The minimum capital thresholds for asset managers was set at US$500 000 prior to the new system, but players requested that it be cut to US$150 000 citing viability concerns in a market reeling from tight liquidity and receding economic growth.
A June proposal to approve a directive known as Capital Requirements of Investment Management Companies was last week approved by the Sec board chaired by Willia Bonyongwe.
Under the new terms, asset managers can comply under a three tier system; being the liquid capital equivalent, risk based capital allocation and available paid up equity shareholders funds approaches.
Failure to comply may result in asset managers losing their operating licenses, according to Sec.

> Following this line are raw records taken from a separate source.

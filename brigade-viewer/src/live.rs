use brigade_common::LiveMessage;
use futures::StreamExt;
use std::sync::Arc;
use std::time::Duration;
use tokio::sync::{RwLock, mpsc};
use tokio::task::JoinHandle;
use tokio::time::sleep;
use tokio_tungstenite::connect_async;
use tokio_tungstenite::tungstenite::Message;

use crate::app::ViewerEvent;

/// Connection state
#[derive(Debug, Clone, Copy, PartialEq, Eq)]
pub enum ConnectionState {
    Connected,
    Disconnected,
    Connecting,
}

/// Parse one text frame from the live channel.
pub fn decode(text: &str) -> Result<LiveMessage, serde_json::Error> {
    serde_json::from_str(text)
}

/// Live channel client with auto-reconnect.
///
/// Every decoded message is forwarded to the viewer as
/// [`ViewerEvent::Live`]; state changes as [`ViewerEvent::Connection`].
pub struct LiveConnection {
    url: String,
    reconnect_interval: Duration,
    state: Arc<RwLock<ConnectionState>>,
}

impl LiveConnection {
    pub fn new(url: impl Into<String>, reconnect_interval: Duration) -> Self {
        Self {
            url: url.into(),
            reconnect_interval,
            state: Arc::new(RwLock::new(ConnectionState::Disconnected)),
        }
    }

    /// Get the current connection state
    pub async fn state(&self) -> ConnectionState {
        *self.state.read().await
    }

    async fn set_state(&self, state: ConnectionState, events: &mpsc::Sender<ViewerEvent>) -> bool {
        *self.state.write().await = state;
        events.send(ViewerEvent::Connection(state)).await.is_ok()
    }

    /// Start the connect/read/reconnect loop.
    ///
    /// The task ends once the event receiver is dropped.
    pub fn start(self: Arc<Self>, events: mpsc::Sender<ViewerEvent>) -> JoinHandle<()> {
        tokio::spawn(async move {
            loop {
                if !self.set_state(ConnectionState::Connecting, &events).await {
                    return;
                }
                tracing::info!("Connecting to live channel at {}...", self.url);

                match connect_async(self.url.as_str()).await {
                    Ok((stream, _)) => {
                        tracing::info!("Live channel connected");
                        if !self.set_state(ConnectionState::Connected, &events).await {
                            return;
                        }
                        if !self.read_until_closed(stream, &events).await {
                            return;
                        }
                        tracing::warn!("Live channel lost, relying on polling");
                    }
                    Err(e) => {
                        tracing::warn!(
                            "Failed to connect to live channel: {}. Will retry in {}s",
                            e,
                            self.reconnect_interval.as_secs()
                        );
                    }
                }

                if !self.set_state(ConnectionState::Disconnected, &events).await {
                    return;
                }
                sleep(self.reconnect_interval).await;
            }
        })
    }

    /// Forward messages until the socket ends. Returns false when the
    /// viewer has gone away.
    async fn read_until_closed<S>(&self, mut stream: S, events: &mpsc::Sender<ViewerEvent>) -> bool
    where
        S: futures::Stream<Item = Result<Message, tokio_tungstenite::tungstenite::Error>> + Unpin,
    {
        // pings are answered by tungstenite while reading
        while let Some(frame) = stream.next().await {
            match frame {
                Ok(Message::Text(text)) => match decode(text.as_str()) {
                    Ok(message) => {
                        tracing::debug!("Live {} received", message.kind());
                        if events.send(ViewerEvent::Live(message)).await.is_err() {
                            return false;
                        }
                    }
                    Err(e) => tracing::warn!("Ignoring malformed live message: {}", e),
                },
                Ok(Message::Close(frame)) => {
                    tracing::info!("Live channel closed by server: {:?}", frame);
                    break;
                }
                Ok(_) => {}
                Err(e) => {
                    tracing::error!("Live channel error: {}", e);
                    break;
                }
            }
        }
        true
    }
}
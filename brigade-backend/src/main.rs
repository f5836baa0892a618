use brigade_backend::config::BackendConfig;
use brigade_backend::live::LiveState;
use brigade_backend::scheduled::{ScheduledTaskConfig, ScheduledTaskManager, warm_up_cache};
use brigade_backend::service::{AppState, build_router};
use brigade_common::{logging, store};

use anyhow::{Context, Result};
use std::sync::Arc;

#[tokio::main]
async fn main() -> Result<()> {
    // Load configuration
    let config = BackendConfig::load()?;

    // Initialize logging
    let _logging_guard = logging::init_logging(&config.log_dir, "brigade-backend", &config.log_level)?;

    tracing::info!("Brigade backend starting...");
    tracing::info!("Server will listen on {}", config.server_address());

    let store = store::connect(&config.store)?;
    let live = Arc::new(LiveState::new(config.session_queue_capacity));

    warm_up_cache(store.as_ref(), &live, config.warmup_window()).await;

    let mut task_manager = ScheduledTaskManager::new(ScheduledTaskConfig::from(&config), live.clone());
    task_manager.start_all();

    let app = build_router(AppState::new(live, store), config.enable_cors);
    let listener = tokio::net::TcpListener::bind(config.server_address())
        .await
        .with_context(|| format!("Failed to bind {}", config.server_address()))?;

    tracing::info!("HTTP server listening on {}", listener.local_addr()?);

    axum::serve(listener, app)
        .with_graceful_shutdown(async {
            if let Err(e) = tokio::signal::ctrl_c().await {
                tracing::error!("Failed to listen for shutdown signal: {}", e);
                std::future::pending::<()>().await;
            }
            tracing::info!("Shutdown signal received.");
        })
        .await?;

    task_manager.shutdown().await;
    Ok(())
}
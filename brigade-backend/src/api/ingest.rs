use axum::{
    Json,
    extract::{State, rejection::JsonRejection},
    response::{IntoResponse, Response},
};
use brigade_common::{ApiReply, IngestRequest, PositionRecord, PositionStore, now_millis};
use tracing::{error, info, warn};

use super::error::IngestError;
use crate::live::LiveState;
use crate::service::AppState;

/// Turn a raw report into a record stamped with the server's arrival time.
pub fn validate(request: &IngestRequest, received_at: i64) -> Result<PositionRecord, IngestError> {
    let unit_id = request
        .resolve_unit_id()
        .ok_or_else(|| IngestError::Validation("missing unit_id".to_string()))?;
    let lat = request
        .lat
        .ok_or_else(|| IngestError::Validation("missing or invalid lat".to_string()))?;
    let lng = request
        .lng
        .ok_or_else(|| IngestError::Validation("missing or invalid lng".to_string()))?;

    Ok(PositionRecord {
        unit_id,
        lat,
        lng,
        timestamp: received_at,
        meta: request.resolve_meta(),
    })
}

/// Validate, persist, cache, broadcast, in that order.
///
/// The cache and viewers only ever see reports the store has accepted.
pub async fn ingest(
    store: &dyn PositionStore,
    live: &LiveState,
    request: &IngestRequest,
) -> Result<PositionRecord, IngestError> {
    let record = validate(request, now_millis())?;

    store.insert_position(&record).await?;

    let delivered = live.record(record.clone()).await;
    info!(
        "Position for {} at ({}, {}) sent to {} viewers",
        record.unit_id, record.lat, record.lng, delivered
    );
    Ok(record)
}

/// `POST /api/positions`
pub async fn ingest_handler(
    State(state): State<AppState>,
    payload: Result<Json<IngestRequest>, JsonRejection>,
) -> Response {
    let Json(request) = match payload {
        Ok(body) => body,
        Err(rejection) => {
            warn!("Rejected position report: {}", rejection.body_text());
            return IngestError::Validation(rejection.body_text()).into_response();
        }
    };

    match ingest(state.store.as_ref(), &state.live, &request).await {
        Ok(_) => Json(ApiReply::success()).into_response(),
        Err(e) => {
            match &e {
                IngestError::Validation(reason) => warn!("Rejected position report: {}", reason),
                IngestError::Persistence(cause) => error!("Position not stored: {}", cause),
            }
            e.into_response()
        }
    }
}

#[cfg(test)]
mod tests {
    use super::*;
    use crate::live::Outbound;
    use async_trait::async_trait;
    use brigade_common::LiveMessage;
    use brigade_common::store::{MemoryStore, StoreError, UserRecord};
    use std::sync::Arc;
    use std::sync::atomic::{AtomicBool, Ordering};
    use std::time::Duration;

    fn request(json: &str) -> IngestRequest {
        serde_json::from_str(json).unwrap()
    }

    #[test]
    fn test_validate_requires_identity_and_coordinates() {
        let missing_id = request(r#"{"lat": 1.0, "lng": 2.0}"#);
        assert!(matches!(validate(&missing_id, 0), Err(IngestError::Validation(_))));

        let missing_lng = request(r#"{"unit_id": "U1", "lat": 1.0}"#);
        assert!(matches!(validate(&missing_lng, 0), Err(IngestError::Validation(_))));

        // no range checks
        let odd = request(r#"{"unit_id": "U1", "lat": 123.0, "lng": -500.0}"#);
        let record = validate(&odd, 77).unwrap();
        assert_eq!((record.lat, record.lng, record.timestamp), (123.0, -500.0, 77));
    }

    #[tokio::test]
    async fn test_successful_ingest_persists_caches_and_broadcasts() {
        let store = MemoryStore::new();
        let live = LiveState::new(8);
        let mut session = live.connect().await;
        session.rx.recv().await;

        let req = request(
            r#"{"unit_id": "U1", "lat": -12.05, "lng": -77.03, "tecnico": "Tech A", "zona": "Norte", "contrata": "ACME"}"#,
        );
        ingest(&store, &live, &req).await.unwrap();

        assert_eq!(store.row_count().await, 1);
        assert_eq!(live.unit_count().await, 1);
        match session.rx.recv().await {
            Some(Outbound::Message(msg)) => match &*msg {
                LiveMessage::Point(point) => {
                    assert_eq!(point.id, "U1");
                    assert_eq!(point.meta.display_name.as_deref(), Some("Tech A"));
                    assert_eq!(point.meta.zone.as_deref(), Some("Norte"));
                    assert_eq!(point.meta.contractor.as_deref(), Some("ACME"));
                }
                other => panic!("expected point, got {:?}", other),
            },
            other => panic!("expected message, got {:?}", other),
        }
    }

    #[tokio::test]
    async fn test_store_outage_leaves_cache_and_viewers_untouched() {
        let store = MemoryStore::new();
        let live = LiveState::new(8);
        ingest(&store, &live, &request(r#"{"unit_id": "U1", "lat": 1.0, "lng": 1.0}"#))
            .await
            .unwrap();

        let mut session = live.connect().await;
        session.rx.recv().await;
        store.set_available(false);

        let result = ingest(&store, &live, &request(r#"{"unit_id": "U1", "lat": 9.0, "lng": 9.0}"#)).await;

        assert!(matches!(result, Err(IngestError::Persistence(_))));
        assert_eq!(live.snapshot().await["U1"].lat, 1.0);
        assert!(session.rx.try_recv().is_err());
    }

    /// Store whose first insert takes a while, so two overlapping reports
    /// finish persisting in the reverse of their arrival order.
    struct SlowFirstInsert {
        inner: MemoryStore,
        first: AtomicBool,
    }

    #[async_trait]
    impl PositionStore for SlowFirstInsert {
        async fn insert_position(&self, record: &PositionRecord) -> Result<(), StoreError> {
            if self.first.swap(false, Ordering::SeqCst) {
                tokio::time::sleep(Duration::from_millis(150)).await;
            }
            self.inner.insert_position(record).await
        }

        async fn recent_positions(&self, since_ms: i64) -> Result<Vec<PositionRecord>, StoreError> {
            self.inner.recent_positions(since_ms).await
        }

        async fn find_active_user(&self, username: &str) -> Result<Option<UserRecord>, StoreError> {
            self.inner.find_active_user(username).await
        }
    }

    #[tokio::test]
    async fn test_overlapping_reports_keep_newest_position() {
        let store = Arc::new(SlowFirstInsert {
            inner: MemoryStore::new(),
            first: AtomicBool::new(true),
        });
        let live = Arc::new(LiveState::new(8));
        let mut session = live.connect().await;
        session.rx.recv().await;

        let slow = {
            let (store, live) = (store.clone(), live.clone());
            tokio::spawn(async move {
                ingest(store.as_ref(), &live, &request(r#"{"unit_id": "U1", "lat": 1.0, "lng": 1.0}"#)).await
            })
        };
        tokio::time::sleep(Duration::from_millis(20)).await;
        let fast = ingest(store.as_ref(), &live, &request(r#"{"unit_id": "U1", "lat": 2.0, "lng": 2.0}"#))
            .await
            .unwrap();
        let slow = slow.await.unwrap().unwrap();
        assert!(slow.timestamp < fast.timestamp);

        // both rows are stored, the cache holds the newest
        assert_eq!(store.inner.row_count().await, 2);
        let cached = live.snapshot().await["U1"].clone();
        assert_eq!((cached.lat, cached.timestamp), (2.0, fast.timestamp));

        // and viewers heard only about the newest
        match session.rx.try_recv() {
            Ok(Outbound::Message(msg)) => match &*msg {
                LiveMessage::Point(point) => assert_eq!(point.lat, 2.0),
                other => panic!("expected point, got {:?}", other),
            },
            other => panic!("expected message, got {:?}", other),
        }
        assert!(session.rx.try_recv().is_err());
    }

    #[tokio::test]
    async fn test_invalid_report_has_no_side_effects() {
        let store = MemoryStore::new();
        let live = LiveState::new(8);

        let result = ingest(&store, &live, &request(r#"{"unit_id": "U1", "lat": "abc", "lng": 1.0}"#)).await;

        assert!(matches!(result, Err(IngestError::Validation(_))));
        assert_eq!(store.row_count().await, 0);
        assert_eq!(live.unit_count().await, 0);
    }
}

“Where the investment management company fails to comply with directives , the commission shall declare the investment management company to be a defaulter (and) have the power, in terms of the Securities and Exchange Act, to reprimand, sanction, suspend and or cancel the registration of an investment management company declared to be a defaulter; and the suspension or cancellation of an investment management company’s registration shall automatically suspend all rights and privileges of the investment company, without relieving it of its liabilities,” the directive says.
The liquid capital approach compels every investment manager to have minimum capital sufficient to cover three months expenditure, with the minimum pegged at US$250 000, whichever is greater, based on the previous year audited financial statements and reviewed quarterly, based on quarterly returns submitted to Sec.
Sec said the US$250 000 should be in the form of liquid capital to be placed with at least two independent financial institutions of the asset manager’s choice and not be withdrawn unless with the consent of the regulator.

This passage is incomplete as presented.